:: DATA TO PROCESS ::

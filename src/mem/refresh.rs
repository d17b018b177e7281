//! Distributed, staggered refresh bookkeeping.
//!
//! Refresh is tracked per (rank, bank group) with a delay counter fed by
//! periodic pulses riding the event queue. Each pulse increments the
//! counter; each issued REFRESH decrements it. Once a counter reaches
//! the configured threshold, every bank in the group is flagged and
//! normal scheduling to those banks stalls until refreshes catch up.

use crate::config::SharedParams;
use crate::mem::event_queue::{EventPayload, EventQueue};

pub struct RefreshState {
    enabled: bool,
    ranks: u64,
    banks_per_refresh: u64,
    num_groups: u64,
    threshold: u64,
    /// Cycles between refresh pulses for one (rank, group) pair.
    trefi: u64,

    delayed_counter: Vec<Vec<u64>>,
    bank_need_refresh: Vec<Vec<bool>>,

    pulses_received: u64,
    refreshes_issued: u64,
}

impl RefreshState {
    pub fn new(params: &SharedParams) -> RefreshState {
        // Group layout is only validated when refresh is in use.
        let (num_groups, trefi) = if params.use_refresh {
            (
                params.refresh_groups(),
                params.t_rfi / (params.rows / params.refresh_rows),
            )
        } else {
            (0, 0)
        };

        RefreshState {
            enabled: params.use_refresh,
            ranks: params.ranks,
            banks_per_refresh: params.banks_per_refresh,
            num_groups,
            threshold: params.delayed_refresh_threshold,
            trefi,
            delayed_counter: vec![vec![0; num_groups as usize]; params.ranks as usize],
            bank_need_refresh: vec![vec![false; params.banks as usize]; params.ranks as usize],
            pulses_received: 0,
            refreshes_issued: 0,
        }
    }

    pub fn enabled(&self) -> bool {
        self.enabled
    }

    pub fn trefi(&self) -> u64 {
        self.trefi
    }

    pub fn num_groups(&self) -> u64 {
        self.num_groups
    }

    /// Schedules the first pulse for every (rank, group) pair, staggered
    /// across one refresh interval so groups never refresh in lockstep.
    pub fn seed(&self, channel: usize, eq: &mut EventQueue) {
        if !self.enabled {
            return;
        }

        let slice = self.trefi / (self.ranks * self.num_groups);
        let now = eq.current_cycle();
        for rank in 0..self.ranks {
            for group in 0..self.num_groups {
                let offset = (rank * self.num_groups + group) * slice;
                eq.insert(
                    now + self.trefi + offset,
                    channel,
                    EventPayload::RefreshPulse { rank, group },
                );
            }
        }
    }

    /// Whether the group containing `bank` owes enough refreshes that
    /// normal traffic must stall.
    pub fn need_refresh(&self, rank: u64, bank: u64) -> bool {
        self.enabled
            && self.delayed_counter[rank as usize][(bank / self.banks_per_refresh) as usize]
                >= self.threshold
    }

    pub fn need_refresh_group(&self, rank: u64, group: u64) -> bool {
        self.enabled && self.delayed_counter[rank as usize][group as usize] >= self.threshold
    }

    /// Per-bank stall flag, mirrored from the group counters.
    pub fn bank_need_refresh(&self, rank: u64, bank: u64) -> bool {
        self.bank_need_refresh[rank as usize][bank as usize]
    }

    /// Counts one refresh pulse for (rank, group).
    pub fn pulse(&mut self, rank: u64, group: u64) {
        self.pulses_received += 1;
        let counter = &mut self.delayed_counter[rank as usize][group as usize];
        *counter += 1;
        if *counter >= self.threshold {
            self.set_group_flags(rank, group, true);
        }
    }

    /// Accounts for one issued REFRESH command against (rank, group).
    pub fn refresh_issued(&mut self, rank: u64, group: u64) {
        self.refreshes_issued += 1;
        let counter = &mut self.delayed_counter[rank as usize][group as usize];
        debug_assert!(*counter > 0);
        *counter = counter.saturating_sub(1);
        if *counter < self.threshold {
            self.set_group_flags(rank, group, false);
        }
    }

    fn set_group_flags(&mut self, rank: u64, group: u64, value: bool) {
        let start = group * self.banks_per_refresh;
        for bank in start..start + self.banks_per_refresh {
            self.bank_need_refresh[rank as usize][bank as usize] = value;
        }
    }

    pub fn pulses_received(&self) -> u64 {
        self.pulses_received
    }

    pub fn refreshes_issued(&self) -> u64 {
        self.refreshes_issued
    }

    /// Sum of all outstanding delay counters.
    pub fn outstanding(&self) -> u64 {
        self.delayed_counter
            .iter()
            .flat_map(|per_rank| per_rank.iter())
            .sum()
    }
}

:: AIM OF THE EXERCISE ::
Would you return all of the material exactly as written?

:: EXERCISE RESPONSE ::
filename src/mem/refresh.rs
repository d17b018b177e7281
//! Distributed, staggered refresh bookkeeping.
//!
//! Refresh is tracked per (rank, bank group) with a delay counter fed by
//! periodic pulses riding the event queue. Each pulse increments the
//! counter; each issued REFRESH decrements it. Once a counter reaches
//! the configured threshold, every bank in the group is flagged and
//! normal scheduling to those banks stalls until refreshes catch up.

use crate::config::SharedParams;
use crate::mem::event_queue::{EventPayload, EventQueue};

pub struct RefreshState {
    enabled: bool,
    ranks: u64,
    banks_per_refresh: u64,
    num_groups: u64,
    threshold: u64,
    /// Cycles between refresh pulses for one (rank, group) pair.
    trefi: u64,

    delayed_counter: Vec<Vec<u64>>,
    bank_need_refresh: Vec<Vec<bool>>,

    pulses_received: u64,
    refreshes_issued: u64,
}

impl RefreshState {
    pub fn new(params: &SharedParams) -> RefreshState {
        // Group layout is only validated when refresh is in use.
        let (num_groups, trefi) = if params.use_refresh {
            (
                params.refresh_groups(),
                params.t_rfi / (params.rows / params.refresh_rows),
            )
        } else {
            (0, 0)
        };

        RefreshState {
            enabled: params.use_refresh,
            ranks: params.ranks,
            banks_per_refresh: params.banks_per_refresh,
            num_groups,
            threshold: params.delayed_refresh_threshold,
            trefi,
            delayed_counter: vec![vec![0; num_groups as usize]; params.ranks as usize],
            bank_need_refresh: vec![vec![false; params.banks as usize]; params.ranks as usize],
            pulses_received: 0,
            refreshes_issued: 0,
        }
    }

    pub fn enabled(&self) -> bool {
        self.enabled
    }

    pub fn trefi(&self) -> u64 {
        self.trefi
    }

    pub fn num_groups(&self) -> u64 {
        self.num_groups
    }

    /// Schedules the first pulse for every (rank, group) pair, staggered
    /// across one refresh interval so groups never refresh in lockstep.
    pub fn seed(&self, channel: usize, eq: &mut EventQueue) {
        if !self.enabled {
            return;
        }

        let slice = self.trefi / (self.ranks * self.num_groups);
        let now = eq.current_cycle();
        for rank in 0..self.ranks {
            for group in 0..self.num_groups {
                let offset = (rank * self.num_groups + group) * slice;
                eq.insert(
                    now + self.trefi + offset,
                    channel,
                    EventPayload::RefreshPulse { rank, group },
                );
            }
        }
    }

    /// Whether the group containing `bank` owes enough refreshes that
    /// normal traffic must stall.
    pub fn need_refresh(&self, rank: u64, bank: u64) -> bool {
        self.enabled
            && self.delayed_counter[rank as usize][(bank / self.banks_per_refresh) as usize]
                >= self.threshold
    }

    pub fn need_refresh_group(&self, rank: u64, group: u64) -> bool {
        self.enabled && self.delayed_counter[rank as usize][group as usize] >= self.threshold
    }

    /// Per-bank stall flag, mirrored from the group counters.
    pub fn bank_need_refresh(&self, rank: u64, bank: u64) -> bool {
        self.bank_need_refresh[rank as usize][bank as usize]
    }

    /// Counts one refresh pulse for (rank, group).
    pub fn pulse(&mut self, rank: u64, group: u64) {
        self.pulses_received += 1;
        let counter = &mut self.delayed_counter[rank as usize][group as usize];
        *counter += 1;
        if *counter >= self.threshold {
            self.set_group_flags(rank, group, true);
        }
    }

    /// Accounts for one issued REFRESH command against (rank, group).
    pub fn refresh_issued(&mut self, rank: u64, group: u64) {
        self.refreshes_issued += 1;
        let counter = &mut self.delayed_counter[rank as usize][group as usize];
        debug_assert!(*counter > 0);
        *counter = counter.saturating_sub(1);
        if *counter < self.threshold {
            self.set_group_flags(rank, group, false);
        }
    }

    fn set_group_flags(&mut self, rank: u64, group: u64, value: bool) {
        let start = group * self.banks_per_refresh;
        for bank in start..start + self.banks_per_refresh {
            self.bank_need_refresh[rank as usize][bank as usize] = value;
        }
    }

    pub fn pulses_received(&self) -> u64 {
        self.pulses_received
    }

    pub fn refreshes_issued(&self) -> u64 {
        self.refreshes_issued
    }

    /// Sum of all outstanding delay counters.
    pub fn outstanding(&self) -> u64 {
        self.delayed_counter
            .iter()
            .flat_map(|per_rank| per_rank.iter())
            .sum()
    }
}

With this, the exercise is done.